[Records drawn from a dataset]

_ _ _

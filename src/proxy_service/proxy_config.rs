use crate::proxy_service::GEMINI_API_BASE;

/// Per-process forwarding settings, shared read-only by every service instance.
#[derive(Debug, Clone, PartialEq)]
pub struct ProxyConfig {
  pub upstream_url: Box<str>,
  pub api_key: Option<Box<str>>,
}

impl Default for ProxyConfig {
  fn default() -> Self {
    Self {
      upstream_url: Box::from(GEMINI_API_BASE),
      api_key: None,
    }
  }
}

impl ProxyConfig {
  pub fn new(upstream_url: &str, api_key: Option<&str>) -> Self {
    Self {
      upstream_url: Box::from(upstream_url),
      api_key: api_key.filter(|key| !key.is_empty()).map(Box::from),
    }
  }
}
use std::sync::Arc;

use actix_web::dev::{self, Payload, Service, ServiceRequest, ServiceResponse};
use actix_web::http::Method;
use actix_web::{HttpRequest, HttpResponse, ResponseError};
use bytes::{Bytes, BytesMut};
use futures_core::future::LocalBoxFuture;
use futures_util::StreamExt;
use log::{debug, error};
use reqwest::header::CONTENT_TYPE;
use reqwest::Client;

use crate::proxy_service::api_key::resolve_api_key;
use crate::proxy_service::headers::prepare_headers;
use crate::proxy_service::proxy_config::ProxyConfig;
use crate::proxy_service::proxy_error::ProxyError;
use crate::proxy_service::requires_body;
use crate::proxy_service::responses::{preflight_response, proxy_response, root_response};
use crate::proxy_service::target_url::build_target_url;

pub struct ProxyRouteService {
  pub(super) config: Arc<ProxyConfig>,
  pub(super) http_client: Client,
}

impl Service<ServiceRequest> for ProxyRouteService {
  type Response = ServiceResponse;
  type Error = actix_web::Error;
  type Future = LocalBoxFuture<'static, Result<Self::Response, Self::Error>>;

  dev::always_ready!();

  fn call(&self, req: ServiceRequest) -> Self::Future {
    let (http_request, payload) = req.into_parts();
    let config = self.config.clone();
    let http_client = self.http_client.clone();

    Box::pin(async move {
      let response = ProxyRouteService::exec(&config, &http_client, &http_request, payload)
        .await
        .unwrap_or_else(|err| {
          match &err {
            ProxyError::MissingApiKey => debug!("Rejected {} {}: no API key", http_request.method(), http_request.path()),
            _ => error!("Proxy error: {}", err),
          }
          err.error_response()
        });

      Ok(ServiceResponse::new(http_request, response))
    })
  }
}

impl ProxyRouteService {
  async fn exec(
    config: &ProxyConfig,
    http_client: &Client,
    http: &HttpRequest,
    payload: Payload,
  ) -> Result<HttpResponse, ProxyError> {
    if http.method() == Method::OPTIONS {
      return Ok(preflight_response());
    }

    if http.path() == "/" {
      let origin = {
        let info = http.connection_info();
        format!("{}://{}", info.scheme(), info.host())
      };
      return Ok(root_response(&origin));
    }

    let api_key = resolve_api_key(http, config).ok_or(ProxyError::MissingApiKey)?;
    let target_url = build_target_url(&config.upstream_url, http.path(), http.query_string(), &api_key)?;
    let headers = prepare_headers(http.headers(), &api_key)?;

    debug!("Forwarding {} {}", http.method(), http.path());

    let mut builder = http_client
      .request(http.method().clone(), target_url)
      .headers(headers);

    if requires_body(http.method().as_str()) {
      builder = builder.body(ProxyRouteService::read_payload(payload).await?);
    }

    let upstream = builder.send().await?;
    let status = upstream.status();
    let content_type = upstream.headers().get(CONTENT_TYPE).cloned();
    let body = upstream.bytes().await?;

    debug!("Upstream answered {} for {}", status, http.path());

    Ok(proxy_response(status, content_type, body))
  }

  async fn read_payload(mut payload: Payload) -> Result<Bytes, ProxyError> {
    let mut body_buffer = BytesMut::new();

    while let Some(chunk) = payload.next().await {
      let bytes = chunk.map_err(|err| ProxyError::Payload(err.to_string()))?;
      body_buffer.extend_from_slice(&bytes);
    }

    Ok(body_buffer.freeze())
  }
}
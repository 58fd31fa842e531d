use std::io::{Error, ErrorKind};
use std::str::FromStr;

use chrono::Local;
use log::{max_level, LevelFilter, Metadata, Record};

pub struct StdLogger;

static LOGGER: StdLogger = StdLogger;

impl log::Log for StdLogger {
    fn enabled(&self, metadata: &Metadata) -> bool {
        metadata.level() <= max_level()
    }

    fn log(&self, record: &Record) {
        if self.enabled(record.metadata()) {
            println!("{}", format_record(record))
        }
    }

    fn flush(&self) {}
}

fn format_record(record: &Record) -> String {
    let time_str = Local::now().format("%Y-%m-%dT%H:%M:%S");
    format!("{0} {1:<8}: {2}", time_str, record.level(), record.args())
}

/// Unknown or missing levels fall back to `info`.
pub fn parse_level(value: Option<&str>) -> LevelFilter {
    value
        .and_then(|level| LevelFilter::from_str(level.trim()).ok())
        .unwrap_or(LevelFilter::Info)
}

pub fn init(level: LevelFilter) -> std::io::Result<()> {
    log::set_logger(&LOGGER).map_err(|err| Error::new(ErrorKind::Other, err.to_string()))?;
    log::set_max_level(level);
    Ok(())
}

#[cfg(test)]
mod tests {
    use log::Level;

    use super::*;

    #[test]
    fn level_parsing() {
        assert_eq!(parse_level(Some("debug")), LevelFilter::Debug);
        assert_eq!(parse_level(Some(" WARN ")), LevelFilter::Warn);
        assert_eq!(parse_level(Some("chatty")), LevelFilter::Info);
        assert_eq!(parse_level(None), LevelFilter::Info);
    }

    #[test]
    fn line_layout() {
        let line = format_record(
            &Record::builder()
                .args(format_args!("Forwarding to upstream."))
                .level(Level::Info)
                .target("gemini_proxy")
                .build(),
        );

        assert!(line.ends_with(" INFO    : Forwarding to upstream."), "{line}");
        assert!(!line.contains("gemini_proxy"));
    }

    #[test]
    fn second_init_is_reported_as_io_error() {
        let _ = init(LevelFilter::Info);
        let err = init(LevelFilter::Info).unwrap_err();

        assert_eq!(err.kind(), ErrorKind::Other);
        assert!(!err.to_string().is_empty());
    }
}
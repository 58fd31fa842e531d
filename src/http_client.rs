use std::time::Duration;

use reqwest::redirect::Policy;
use reqwest::Client;

#[derive(Debug, Default, Clone, PartialEq)]
pub struct HttpClientConfig {
  pub http_proxy: Option<String>,
  pub user: Option<String>,
  pub pass: Option<String>,
  pub timeout: Option<Duration>,
}

impl HttpClientConfig {
  pub fn to_client(self) -> Result<Client, reqwest::Error> {
    let HttpClientConfig {
      http_proxy,
      user,
      pass,
      timeout,
    } = self;
    let mut client_builder = reqwest::ClientBuilder::new();

    if let Some(proxy_url) = http_proxy {
      let mut proxy = reqwest::Proxy::all(proxy_url)?;

      if let (Some(user_name), Some(password)) = (user, pass) {
        proxy = proxy.basic_auth(&user_name, &password);
      }

      client_builder = client_builder.proxy(proxy);
    }

    if let Some(timeout) = timeout {
      client_builder = client_builder.timeout(timeout);
    }

    let client = client_builder.redirect(Policy::limited(5)).build()?;

    Ok(client)
  }
}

_ _ _

_To do:_ All lines of the records above with the word "impl" in them are to be copied.

_Answer box:_
impl Default for ProxyConfig {
impl ProxyConfig {
impl Service<ServiceRequest> for ProxyRouteService {
impl ProxyRouteService {
impl log::Log for StdLogger {
impl HttpClientConfig {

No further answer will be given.